Cuando abandoné el exilio de Costa Rica en 1978 para regresar a Managua con el grupo de Los Doce, que desafiaba a Somoza, Dieter estuvo a mi lado, corriendo los mismos peligros, de escondite en escondite. De entonces data el retrato al óleo que hizo a los miembros del grupo, parte hoy de la historia de la revolución, y que guarda el Instituto de Historia de Nicaragua y Centroamérica.
Luego, en las trincheras del Frente Sur, donde los combatientes sandinistas pugnaban por romper las líneas del ejército de Somoza para avanzar hacia Managua, dibujó decenas de retratos de los combatientes, muy jóvenes en su mayoría, trazos con pluma de ganso que quedaron en el libro Los ojos de los guerrilleros, que es parte también de la historia de la revolución.
Tras el triunfo del 19 de julio de 1979 se quedó en Nicaragua, empeñado en tareas de cultura, en un momento en que estaba todo por hacer. Fue huésped por varias semanas de mis padres en mi pueblo natal de Masatepe, entonces solos en la casa de mi infancia.
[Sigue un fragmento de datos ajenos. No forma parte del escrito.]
//! Task executors and the role registry.
//!
//! An executor performs the work for one [`AgentRole`]. The scheduler looks
//! executors up by role in an [`ExecutorRegistry`]; registering an executor
//! for a new role is the only step needed to support it.

use crate::ledger::ArtifactLedger;
use crate::models::{AgentRole, AgentTask, ArtifactType, NewArtifact};
use crate::{Result, SwarmError};
use async_trait::async_trait;
use serde_json::{Value, json};
use std::collections::HashMap;
use std::path::{Path, PathBuf};
use std::sync::Arc;

/// Result of one execution attempt.
///
/// `success == false` is a retryable failure. Executors return `Err` only
/// for conditions no retry can fix, such as a broken workspace.
#[derive(Debug, Clone, PartialEq)]
pub struct ExecutionOutcome {
    pub success: bool,
    pub message: String,
    pub data: Option<Value>,
    pub error: Option<String>,
}

impl ExecutionOutcome {
    pub fn success(message: impl Into<String>) -> Self {
        Self {
            success: true,
            message: message.into(),
            data: None,
            error: None,
        }
    }

    pub fn failure(error: impl Into<String>) -> Self {
        let error = error.into();
        Self {
            success: false,
            message: error.clone(),
            data: None,
            error: Some(error),
        }
    }

    #[must_use]
    pub fn with_data(mut self, data: Value) -> Self {
        self.data = Some(data);
        self
    }

    /// Reason to record on the task for a failed attempt.
    pub fn failure_reason(&self) -> String {
        self.error.clone().unwrap_or_else(|| self.message.clone())
    }

    /// Value stored as the task result: `data` when present, else `message`.
    pub fn into_result(self) -> Value {
        self.data.unwrap_or(Value::String(self.message))
    }
}

/// What an executor can see besides its task.
#[derive(Debug, Clone)]
pub struct TaskContext {
    pub request_id: String,
    /// Build workspace root
    pub workspace: PathBuf,
    pub ledger: Arc<ArtifactLedger>,
    /// 1-based attempt number
    pub attempt: u32,
}

impl TaskContext {
    pub fn new(
        request_id: impl Into<String>,
        workspace: impl Into<PathBuf>,
        ledger: Arc<ArtifactLedger>,
    ) -> Self {
        Self {
            request_id: request_id.into(),
            workspace: workspace.into(),
            ledger,
            attempt: 1,
        }
    }

    /// Same context for a later attempt.
    pub fn for_attempt(&self, attempt: u32) -> Self {
        Self {
            attempt,
            ..self.clone()
        }
    }

    /// `<workspace>/deliverables/<role>`
    pub fn deliverables_dir(&self, role: &AgentRole) -> PathBuf {
        self.workspace.join("deliverables").join(role.as_str())
    }
}

/// Performs the work of one role.
#[async_trait]
pub trait TaskExecutor: Send + Sync {
    async fn execute(&self, task: &AgentTask, ctx: &TaskContext) -> Result<ExecutionOutcome>;
}

/// Executors keyed by role.
#[derive(Clone, Default)]
pub struct ExecutorRegistry {
    executors: HashMap<AgentRole, Arc<dyn TaskExecutor>>,
}

impl ExecutorRegistry {
    pub fn new() -> Self {
        Self::default()
    }

    /// Registry with a [`WorkspaceExecutor`] for every built-in role.
    pub fn with_workspace_defaults() -> Self {
        let executor: Arc<dyn TaskExecutor> = Arc::new(WorkspaceExecutor::new());
        let mut registry = Self::new();
        for role in AgentRole::BUILTIN {
            registry.register(role, Arc::clone(&executor));
        }
        registry
    }

    /// Register `executor` for `role`, returning the one it replaces.
    pub fn register(
        &mut self,
        role: AgentRole,
        executor: Arc<dyn TaskExecutor>,
    ) -> Option<Arc<dyn TaskExecutor>> {
        self.executors.insert(role, executor)
    }

    #[must_use]
    pub fn with(mut self, role: AgentRole, executor: impl TaskExecutor + 'static) -> Self {
        self.register(role, Arc::new(executor));
        self
    }

    pub fn get(&self, role: &AgentRole) -> Option<Arc<dyn TaskExecutor>> {
        self.executors.get(role).cloned()
    }

    /// Executor for the role assigned to `task`.
    pub fn for_task(&self, task: &AgentTask) -> Result<Arc<dyn TaskExecutor>> {
        self.get(&task.assigned_role)
            .ok_or_else(|| SwarmError::unknown_role(task.assigned_role.as_str(), &task.id))
    }

    pub fn contains(&self, role: &AgentRole) -> bool {
        self.executors.contains_key(role)
    }

    /// Registered roles, sorted.
    pub fn roles(&self) -> Vec<AgentRole> {
        let mut roles: Vec<AgentRole> = self.executors.keys().cloned().collect();
        roles.sort();
        roles
    }
}

impl std::fmt::Debug for ExecutorRegistry {
    fn fmt(&self, f: &mut std::fmt::Formatter<'_>) -> std::fmt::Result {
        f.debug_struct("ExecutorRegistry")
            .field("roles", &self.roles())
            .finish()
    }
}

/// Prepares a per-role deliverables directory for an external agent.
///
/// Writes `task-spec.json` and `result.md` under
/// `<workspace>/deliverables/<role>` and publishes the result note to the
/// ledger as documentation.
#[derive(Debug, Clone, Copy, Default)]
pub struct WorkspaceExecutor;

impl WorkspaceExecutor {
    pub fn new() -> Self {
        Self
    }

    fn result_markdown(task: &AgentTask) -> String {
        format!(
            "# {} Agent Result\n\nTask: {}\n\nStatus: Ready for agent implementation\n",
            task.assigned_role, task.description
        )
    }
}

async fn write(path: &Path, contents: &str) -> Result<()> {
    tokio::fs::write(path, contents)
        .await
        .map_err(|e| SwarmError::file(path.display().to_string(), e.to_string()))
}

#[async_trait]
impl TaskExecutor for WorkspaceExecutor {
    async fn execute(&self, task: &AgentTask, ctx: &TaskContext) -> Result<ExecutionOutcome> {
        let dir = ctx.deliverables_dir(&task.assigned_role);
        tokio::fs::create_dir_all(&dir)
            .await
            .map_err(|e| SwarmError::file(dir.display().to_string(), e.to_string()))?;

        write(&dir.join("task-spec.json"), &serde_json::to_string_pretty(task)?).await?;
        let result = Self::result_markdown(task);
        write(&dir.join("result.md"), &result).await?;

        let artifact = ctx
            .ledger
            .publish(
                NewArtifact::new(
                    ArtifactType::Documentation,
                    format!("{}-result.md", task.id),
                    result,
                    task.assigned_role.clone(),
                )
                .with_path(format!("deliverables/{}/result.md", task.assigned_role))
                .with_metadata("taskId", json!(task.id))
                .with_metadata("requestId", json!(ctx.request_id)),
            )
            .await?;

        Ok(
            ExecutionOutcome::success(format!("Agent workspace created at {}", dir.display()))
                .with_data(json!({
                    "deliverables": dir.display().to_string(),
                    "artifactId": artifact.id,
                })),
        )
    }
}

#[cfg(test)]
mod tests {
    use super::*;
    use tempfile::TempDir;

    struct Echo;

    #[async_trait]
    impl TaskExecutor for Echo {
        async fn execute(&self, task: &AgentTask, _ctx: &TaskContext) -> Result<ExecutionOutcome> {
            Ok(ExecutionOutcome::success(task.id.clone()))
        }
    }

    #[test]
    fn test_outcome_result_value() {
        assert_eq!(ExecutionOutcome::success("done").into_result(), json!("done"));
        assert_eq!(
            ExecutionOutcome::success("done")
                .with_data(json!({"k": 1}))
                .into_result(),
            json!({"k": 1})
        );
        let failed = ExecutionOutcome::failure("flaky");
        assert!(!failed.success);
        assert_eq!(failed.failure_reason(), "flaky");
    }

    #[test]
    fn test_registry_lookup() {
        let registry = ExecutorRegistry::new().with(AgentRole::Backend, Echo);
        assert!(registry.get(&AgentRole::Backend).is_some());
        assert!(registry.get(&AgentRole::Custom("ml".into())).is_none());

        let task = AgentTask::new("r1-mod-9", "Train a model", AgentRole::Custom("ml".into()));
        assert!(matches!(
            registry.for_task(&task),
            Err(SwarmError::UnknownRole { ref role, ref task_id })
                if role == "ml" && task_id == "r1-mod-9"
        ));
    }

    #[test]
    fn test_custom_role_registration() {
        let mut registry = ExecutorRegistry::with_workspace_defaults();
        assert_eq!(registry.roles().len(), AgentRole::BUILTIN.len());

        let ml = AgentRole::Custom("ml".into());
        assert!(registry.register(ml.clone(), Arc::new(Echo)).is_none());
        assert!(registry.contains(&ml));
    }

    #[tokio::test]
    async fn test_workspace_executor_writes_deliverables() {
        let dir = TempDir::new().unwrap();
        let ledger = Arc::new(ArtifactLedger::at(dir.path().join("artifacts")));
        let ctx = TaskContext::new("r1", dir.path(), Arc::clone(&ledger));
        let task = AgentTask::new("r1-mod-2", "Backend API: expose orders", AgentRole::Backend);

        let outcome = WorkspaceExecutor::new().execute(&task, &ctx).await.unwrap();
        assert!(outcome.success);
        assert!(outcome.message.starts_with("Agent workspace created at"));

        let deliverables = dir.path().join("deliverables").join("backend");
        let spec: AgentTask = serde_json::from_str(
            &std::fs::read_to_string(deliverables.join("task-spec.json")).unwrap(),
        )
        .unwrap();
        assert_eq!(spec, task);

        let result = std::fs::read_to_string(deliverables.join("result.md")).unwrap();
        assert!(result.starts_with("# backend Agent Result"));
        assert!(result.contains("Task: Backend API: expose orders"));

        let docs = ledger.by_type(ArtifactType::Documentation);
        assert_eq!(docs.len(), 1);
        assert_eq!(docs[0].metadata["taskId"], json!("r1-mod-2"));
    }
}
Les hizo unos retratos a pluma que a Dieter no le gustaban tanto, pero que a mí me parecen fascinantes, porque es el alma de mis padres la que habla en esos trazos rotundos de su mano; y también hizo otro de mi hijo Sergio, también a pluma.
Pintó a lo largo de sus años en Nicaragua muchos de sus cuadros, entre ellos un panel donde aparecen los poetas del país, no todos, porque ya se sabe que son legión. Uno de los que figura en el retrato, José Coronel Urtecho, escribió entonces un hermoso texto que se llama Siendo pintado por Dieter Masuhr. De entonces son también no pocos de sus paisajes más notables, vivos retratos de los desolados veranos nicaragüenses, de los montes, volcanes y lagos.
Antes de nuestro regreso a Nicaragua en 1975, al cabo de nuestros dos años inolvidables en Berlín, mi mujer Tulita y yo posamos para el primer retrato al óleo que nos hizo. Lo guardó muchos años en Hinterzarten el amigo común que nos puso en relación a Dieter y a mí, Peter Schütze-Kraft, quien nos lo trajo a Managua años después.
El segundo retrato de pareja data de los años noventa, pintado en su taller de Falkensee, en la Daimlerstrasse, un viejo taller de carpintería abandonado al que él volvió a darle vida. Así lo recuerdo en mi cuento La partida de caza, de mi libro Catalina y Catalina:
"La luz del naciente verano entra por los grandes ventanales que Dieter hizo abrir cuando alquiló el taller y baña el retrato colocado con anticipación en el caballete de pino. Aparecemos más viejos en la tela, claro está, y quizás más tristes, y yo más gordo, a diferencia del otro que nos hizo en 1975, antes de despedirnos de Berlín tras nuestra estadía de dos años. Dieter nos muestra también el retrato que le hizo a Kenzaburo Oé, el gran escritor japonés, ganador del Premio Nobel. Ha retratado usted a mis antepasados, fue su comentario cuando lo vio en el caballete, una vez terminado".
Y por último, el retrato de Tulita, de gran formato, que cuelga al lado de la ventana de mi estudio en Managua, frente a la que escribo todos los días. Lo pintó en Managua en aquellos años ochenta de la revolución. Es un retrato espléndido, que habrá de acompañarme toda la vida. De modo que mientras escriba, Dieter estará siempre al lado mío, con su mano invisible que sigue repitiendo esos trazos maestros.